How do we fix this? Well, I can tell you the answer is not just laying down and accepting it. Nor is it women covering our faces or our bodies or staying indoors or being escorted by a male guardian everywhere we go.
The answer is men changing the way they think about women. Period. (And I know there are good men out there who don’t talk or think this way, but since 98% of sexual assault perpetrators are male, this has to be addressed as a male problem.)
It’s been encouraging to see the men who are standing up against this kind of abusive speech and behavior. But it’s time for the others, the “boys” who are being “boys” to grow up and become men. To drop your sense of entitlement. To see women as more than body parts there for your entertainment.
It’s also time for women to stand up and stop tolerating this mindset as “normal” male behavior. It may very well be the norm right now, but when men know better they can do better. So please stop defending “locker room talk” as innocent and harmless.
Amen, Sister!! “Locker room talk” is absolutely no excuse (even if it was only that, which I don’t believe). Such talk needs to stop because it gives permission to act accordingly.
I guess maybe as writers we realize the power in words… but yes, this seems like common sense to me.
Well said, Shannon! Good for you.
Your book sounds very interesting to me. (I’m actually not much of a cozy reader, preferring darker books.) I’ve also been wanting to carve out sometime to get more involved in the prevention of sex trafficking for years.
Thank you, Vinnie. You know, I was so naïve about all this before I started researching for this book. I thought sex trafficking was only a problem in other countries. Nope. Turns out Florida, California and Texas are huge players in trafficking. So, we’re both in good places to help.
I’ve always hated the “boys will be boys” excuse for bad behavior, even before I had two girls. And it’s not just sexual. Boys bullying girls in K thru 5. How many times I heard “boys will be boys.” Yeah, and with that attitude, they’ll grow up to be monsters.
I guess my dad set a good example.
Sounds like you had a very wise, compassionate dad, Jon. And he would be proud of the man you became, I’m sure.
It’s a problem that has been going on for centuries and yet doesn’t seem to change. A lot of bad things that happened in the past are finally being recognized and “fixed,” yet this problem does not. I’m beginning to think it’s something in our DNA. No matter how often the subject is talked about, it doesn’t improve.

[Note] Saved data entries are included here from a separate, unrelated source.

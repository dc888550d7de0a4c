//! Prepares soccer action tables for model training: loads the event feature
//! tables, selects per-task feature profiles, and partitions the rows per team
//! or per player into train/test features and targets.

pub mod error;
pub mod io;
pub mod preprocess;
pub mod profile;
pub mod table;

pub use error::{Error, Result};
pub use io::{load_csv, load_data, read_csv, DataConfig, LoadedData};
pub use preprocess::{
    create_player_classification_data, create_player_data, create_player_regression_data,
    create_team_data, ClassificationSplit, PlayerSplit, PlayerTask, TrainTestSplit,
};
pub use profile::{EncodedFeatures, FeatureProfile, Granularity, Mode, ProfileAudit, Task, TaskKind};
pub use table::{Cell, Column, Table};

I wish I had a solution. I wish schools would make topics like this part of their curriculum. Education is key, but I’m afraid our public education system is failing as well. It’s a big vicious cycle.
Thanks for being brave and blogging about it. More people need to start talking about the ugliness of this violence.
w/a Jansen Schmidt
It hasn’t changed because no one is doing anything to change it. This behavior & attitude toward women has become the accepted norm. But, I think all the controversy lately surrounding not just this, but the recent spotlight on rape trials like Brock Turner’s and the short sentences handed down. If they even get convicted, which is about 2% of cases. This is good though, a dialog has started at least. But you’re right. Education is key.
To watch lawmakers say that Trump’s comments are “just words” is frustrating. All they do in their work is to put together words. Speeches, laws, the Constitution are made of words.
LOL, yeah the irony, right Roberta? Words are how we express our intentions for our actions. People say eyes are the windows to the soul….but I think our words are. Words can show the ugliness of someone’s soul pretty quickly.